TASK MATERIAL START
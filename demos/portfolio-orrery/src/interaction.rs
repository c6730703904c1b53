//! Pointer handling, picking and focus.
//!
//! A press that travels past the drag threshold orbits the camera; a press
//! released in place is a click and casts a pick ray.

use cosmo_engine::{Camera3D, EngineContext};
use glam::{Vec2, Vec3};

use crate::body::Body;
use crate::builder::SolarScene;
use crate::projects;
use crate::ui::{InfoPanel, UiMessage};
use crate::update::SceneTuning;

/// Wheel steps scale the camera distance by this factor.
const ZOOM_STEP: f32 = 0.95;

#[derive(Debug, Clone, Copy, PartialEq)]
pub enum InteractionMode {
    Idle,
    /// Pressed, not yet past the drag threshold.
    Pressed,
    OrbitCamera,
}

#[derive(Debug, Clone, Copy, PartialEq)]
pub enum InteractionResult {
    None,
    CameraOrbited,
    /// Press and release without a drag, at this CSS-pixel position.
    Click { pos: Vec2 },
}

pub struct InteractionSystem {
    mode: InteractionMode,
    pointer_start: Vec2,
    last_pointer: Vec2,
    drag_threshold: f32,
    /// Orbit radians per pixel.
    sensitivity: f32,
}

impl InteractionSystem {
    pub fn new(tuning: &SceneTuning) -> Self {
        Self {
            mode: InteractionMode::Idle,
            pointer_start: Vec2::ZERO,
            last_pointer: Vec2::ZERO,
            drag_threshold: tuning.drag_threshold,
            sensitivity: tuning.drag_sensitivity,
        }
    }

    pub fn mode(&self) -> InteractionMode {
        self.mode
    }

    /// Whether the camera controls currently own the pointer.
    pub fn is_dragging(&self) -> bool {
        self.mode == InteractionMode::OrbitCamera
    }

    pub fn on_pointer_down(&mut self, pos: Vec2) {
        self.mode = InteractionMode::Pressed;
        self.pointer_start = pos;
        self.last_pointer = pos;
    }

    pub fn on_pointer_move(&mut self, pos: Vec2, camera: &mut Camera3D) -> InteractionResult {
        let delta = pos - self.last_pointer;
        self.last_pointer = pos;
        match self.mode {
            InteractionMode::Idle => InteractionResult::None,
            InteractionMode::Pressed => {
                if (pos - self.pointer_start).length() > self.drag_threshold {
                    self.mode = InteractionMode::OrbitCamera;
                    camera.orbit(-delta.x * self.sensitivity, -delta.y * self.sensitivity);
                    InteractionResult::CameraOrbited
                } else {
                    InteractionResult::None
                }
            }
            InteractionMode::OrbitCamera => {
                camera.orbit(-delta.x * self.sensitivity, -delta.y * self.sensitivity);
                InteractionResult::CameraOrbited
            }
        }
    }

    pub fn on_pointer_up(&mut self, pos: Vec2) -> InteractionResult {
        let mode = std::mem::replace(&mut self.mode, InteractionMode::Idle);
        match mode {
            InteractionMode::Pressed => InteractionResult::Click { pos },
            _ => InteractionResult::None,
        }
    }

    /// Positive deltas zoom out. Ignored while zoom is locked by focus.
    pub fn on_wheel(&mut self, delta: f32, camera: &mut Camera3D) -> bool {
        if delta == 0.0 {
            return false;
        }
        let factor = if delta > 0.0 { 1.0 / ZOOM_STEP } else { ZOOM_STEP };
        camera.zoom(factor)
    }
}

// ── Focus ────────────────────────────────────────────────────────────

/// Info panel contents for a focusable body.
pub fn panel_for(body: &Body) -> InfoPanel {
    match projects::project(&body.key) {
        Some(project) => InfoPanel::for_project(&body.key, project),
        None => InfoPanel::generic(&body.key, &body.name, body.radius, body.sun_distance()),
    }
}

/// The focused body, which the camera tracks and the info panel describes.
#[derive(Debug, Clone, Default, PartialEq)]
pub struct FocusTracker {
    current: Option<usize>,
}

impl FocusTracker {
    pub fn new() -> Self {
        Self::default()
    }

    pub fn current(&self) -> Option<usize> {
        self.current
    }

    /// Focus body `index`: show its panel, highlight its list entry and
    /// lock zoom. Returns false for unknown or non-focusable bodies.
    pub fn focus(&mut self, ctx: &mut EngineContext, scene: &SolarScene, index: usize) -> bool {
        let Some(body) = scene.body(index).filter(|b| b.is_focusable()) else {
            return false;
        };
        log::debug!("focus {}", body.key);
        self.current = Some(index);
        ctx.post_ui(&UiMessage::InfoPanel(panel_for(body)));
        ctx.post_ui(&UiMessage::ActiveItem { key: Some(body.key.clone()) });
        ctx.camera.zoom_enabled = false;
        true
    }

    pub fn focus_key(&mut self, ctx: &mut EngineContext, scene: &SolarScene, key: &str) -> bool {
        match scene.find(key) {
            Some(index) => self.focus(ctx, scene, index),
            None => false,
        }
    }

    /// Close the info panel. The list highlight stays.
    pub fn close_panel(&mut self, ctx: &mut EngineContext) {
        self.current = None;
        ctx.camera.zoom_enabled = true;
        ctx.post_ui(&UiMessage::InfoPanelClosed);
    }

    /// Drop focus and fly home.
    pub fn reset_view(&mut self, ctx: &mut EngineContext) {
        self.current = None;
        ctx.camera.reset();
        ctx.post_ui(&UiMessage::InfoPanelClosed);
        ctx.post_ui(&UiMessage::ActiveItem { key: None });
    }

    /// Cast a ray through a CSS-pixel position and focus whatever it hits.
    pub fn pick(&mut self, ctx: &mut EngineContext, scene: &SolarScene, pos: Vec2) -> Option<usize> {
        let ndc = ctx.pointer_ndc(pos.x, pos.y);
        let ray = ctx.camera.ray_from_ndc(ndc.x, ndc.y);
        let hit = ctx.scene.raycast(&ray)?;
        let index = scene.pick(hit.id)?;
        self.focus(ctx, scene, index).then_some(index)
    }

    /// Focus the first project matching `raw` and report the outcome.
    /// A blank query clears the feedback line and leaves focus alone.
    pub fn search(&mut self, ctx: &mut EngineContext, scene: &SolarScene, raw: &str) {
        let term = raw.trim();
        if term.is_empty() {
            ctx.post_ui(&UiMessage::SearchFeedback { message: String::new() });
            return;
        }
        let found = scene.search.find(term).filter(|key| self.focus_key(ctx, scene, key));
        let message = match found.and_then(projects::project) {
            Some(project) => format!("Focused on {}.", project.label()),
            None => format!("No project matched \"{term}\"."),
        };
        ctx.post_ui(&UiMessage::SearchFeedback { message });
    }

    /// Ease the camera toward the focused body. Runs every frame, paused or
    /// not, on real time.
    pub fn track(&self, ctx: &mut EngineContext, scene: &SolarScene, real_dt: f32, tuning: &SceneTuning) {
        let Some(body) = self.current.and_then(|i| scene.body(i)) else { return };
        let target = ctx.scene.get(body.node).map_or(Vec3::ZERO, |n| n.pos);
        let distance = body.focus_distance(tuning.focus_distance_scale, tuning.focus_distance_offset);
        ctx.camera.focus_step(target, distance, real_dt, tuning.focus_gain);
    }
}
TASK MATERIAL END
• **YOUR GOAL**
Transcribe the records exactly as given.

• **YOUR SOLUTION**
filename demos/portfolio-orrery/src/interaction.rs
repository c6730703904c1b53
//! Pointer handling, picking and focus.
//!
//! A press that travels past the drag threshold orbits the camera; a press
//! released in place is a click and casts a pick ray.

use cosmo_engine::{Camera3D, EngineContext};
use glam::{Vec2, Vec3};

use crate::body::Body;
use crate::builder::SolarScene;
use crate::projects;
use crate::ui::{InfoPanel, UiMessage};
use crate::update::SceneTuning;

/// Wheel steps scale the camera distance by this factor.
const ZOOM_STEP: f32 = 0.95;

#[derive(Debug, Clone, Copy, PartialEq)]
pub enum InteractionMode {
    Idle,
    /// Pressed, not yet past the drag threshold.
    Pressed,
    OrbitCamera,
}

#[derive(Debug, Clone, Copy, PartialEq)]
pub enum InteractionResult {
    None,
    CameraOrbited,
    /// Press and release without a drag, at this CSS-pixel position.
    Click { pos: Vec2 },
}

pub struct InteractionSystem {
    mode: InteractionMode,
    pointer_start: Vec2,
    last_pointer: Vec2,
    drag_threshold: f32,
    /// Orbit radians per pixel.
    sensitivity: f32,
}

impl InteractionSystem {
    pub fn new(tuning: &SceneTuning) -> Self {
        Self {
            mode: InteractionMode::Idle,
            pointer_start: Vec2::ZERO,
            last_pointer: Vec2::ZERO,
            drag_threshold: tuning.drag_threshold,
            sensitivity: tuning.drag_sensitivity,
        }
    }

    pub fn mode(&self) -> InteractionMode {
        self.mode
    }

    /// Whether the camera controls currently own the pointer.
    pub fn is_dragging(&self) -> bool {
        self.mode == InteractionMode::OrbitCamera
    }

    pub fn on_pointer_down(&mut self, pos: Vec2) {
        self.mode = InteractionMode::Pressed;
        self.pointer_start = pos;
        self.last_pointer = pos;
    }

    pub fn on_pointer_move(&mut self, pos: Vec2, camera: &mut Camera3D) -> InteractionResult {
        let delta = pos - self.last_pointer;
        self.last_pointer = pos;
        match self.mode {
            InteractionMode::Idle => InteractionResult::None,
            InteractionMode::Pressed => {
                if (pos - self.pointer_start).length() > self.drag_threshold {
                    self.mode = InteractionMode::OrbitCamera;
                    camera.orbit(-delta.x * self.sensitivity, -delta.y * self.sensitivity);
                    InteractionResult::CameraOrbited
                } else {
                    InteractionResult::None
                }
            }
            InteractionMode::OrbitCamera => {
                camera.orbit(-delta.x * self.sensitivity, -delta.y * self.sensitivity);
                InteractionResult::CameraOrbited
            }
        }
    }

    pub fn on_pointer_up(&mut self, pos: Vec2) -> InteractionResult {
        let mode = std::mem::replace(&mut self.mode, InteractionMode::Idle);
        match mode {
            InteractionMode::Pressed => InteractionResult::Click { pos },
            _ => InteractionResult::None,
        }
    }

    /// Positive deltas zoom out. Ignored while zoom is locked by focus.
    pub fn on_wheel(&mut self, delta: f32, camera: &mut Camera3D) -> bool {
        if delta == 0.0 {
            return false;
        }
        let factor = if delta > 0.0 { 1.0 / ZOOM_STEP } else { ZOOM_STEP };
        camera.zoom(factor)
    }
}

// ── Focus ────────────────────────────────────────────────────────────

/// Info panel contents for a focusable body.
pub fn panel_for(body: &Body) -> InfoPanel {
    match projects::project(&body.key) {
        Some(project) => InfoPanel::for_project(&body.key, project),
        None => InfoPanel::generic(&body.key, &body.name, body.radius, body.sun_distance()),
    }
}

/// The focused body, which the camera tracks and the info panel describes.
#[derive(Debug, Clone, Default, PartialEq)]
pub struct FocusTracker {
    current: Option<usize>,
}

impl FocusTracker {
    pub fn new() -> Self {
        Self::default()
    }

    pub fn current(&self) -> Option<usize> {
        self.current
    }

    /// Focus body `index`: show its panel, highlight its list entry and
    /// lock zoom. Returns false for unknown or non-focusable bodies.
    pub fn focus(&mut self, ctx: &mut EngineContext, scene: &SolarScene, index: usize) -> bool {
        let Some(body) = scene.body(index).filter(|b| b.is_focusable()) else {
            return false;
        };
        log::debug!("focus {}", body.key);
        self.current = Some(index);
        ctx.post_ui(&UiMessage::InfoPanel(panel_for(body)));
        ctx.post_ui(&UiMessage::ActiveItem { key: Some(body.key.clone()) });
        ctx.camera.zoom_enabled = false;
        true
    }

    pub fn focus_key(&mut self, ctx: &mut EngineContext, scene: &SolarScene, key: &str) -> bool {
        match scene.find(key) {
            Some(index) => self.focus(ctx, scene, index),
            None => false,
        }
    }

    /// Close the info panel. The list highlight stays.
    pub fn close_panel(&mut self, ctx: &mut EngineContext) {
        self.current = None;
        ctx.camera.zoom_enabled = true;
        ctx.post_ui(&UiMessage::InfoPanelClosed);
    }

    /// Drop focus and fly home.
    pub fn reset_view(&mut self, ctx: &mut EngineContext) {
        self.current = None;
        ctx.camera.reset();
        ctx.post_ui(&UiMessage::InfoPanelClosed);
        ctx.post_ui(&UiMessage::ActiveItem { key: None });
    }

    /// Cast a ray through a CSS-pixel position and focus whatever it hits.
    pub fn pick(&mut self, ctx: &mut EngineContext, scene: &SolarScene, pos: Vec2) -> Option<usize> {
        let ndc = ctx.pointer_ndc(pos.x, pos.y);
        let ray = ctx.camera.ray_from_ndc(ndc.x, ndc.y);
        let hit = ctx.scene.raycast(&ray)?;
        let index = scene.pick(hit.id)?;
        self.focus(ctx, scene, index).then_some(index)
    }

    /// Focus the first project matching `raw` and report the outcome.
    /// A blank query clears the feedback line and leaves focus alone.
    pub fn search(&mut self, ctx: &mut EngineContext, scene: &SolarScene, raw: &str) {
        let term = raw.trim();
        if term.is_empty() {
            ctx.post_ui(&UiMessage::SearchFeedback { message: String::new() });
            return;
        }
        let found = scene.search.find(term).filter(|key| self.focus_key(ctx, scene, key));
        let message = match found.and_then(projects::project) {
            Some(project) => format!("Focused on {}.", project.label()),
            None => format!("No project matched \"{term}\"."),
        };
        ctx.post_ui(&UiMessage::SearchFeedback { message });
    }

    /// Ease the camera toward the focused body. Runs every frame, paused or
    /// not, on real time.
    pub fn track(&self, ctx: &mut EngineContext, scene: &SolarScene, real_dt: f32, tuning: &SceneTuning) {
        let Some(body) = self.current.and_then(|i| scene.body(i)) else { return };
        let target = ctx.scene.get(body.node).map_or(Vec3::ZERO, |n| n.pos);
        let distance = body.focus_distance(tuning.focus_distance_scale, tuning.focus_distance_offset);
        ctx.camera.focus_step(target, distance, real_dt, tuning.focus_gain);
    }
}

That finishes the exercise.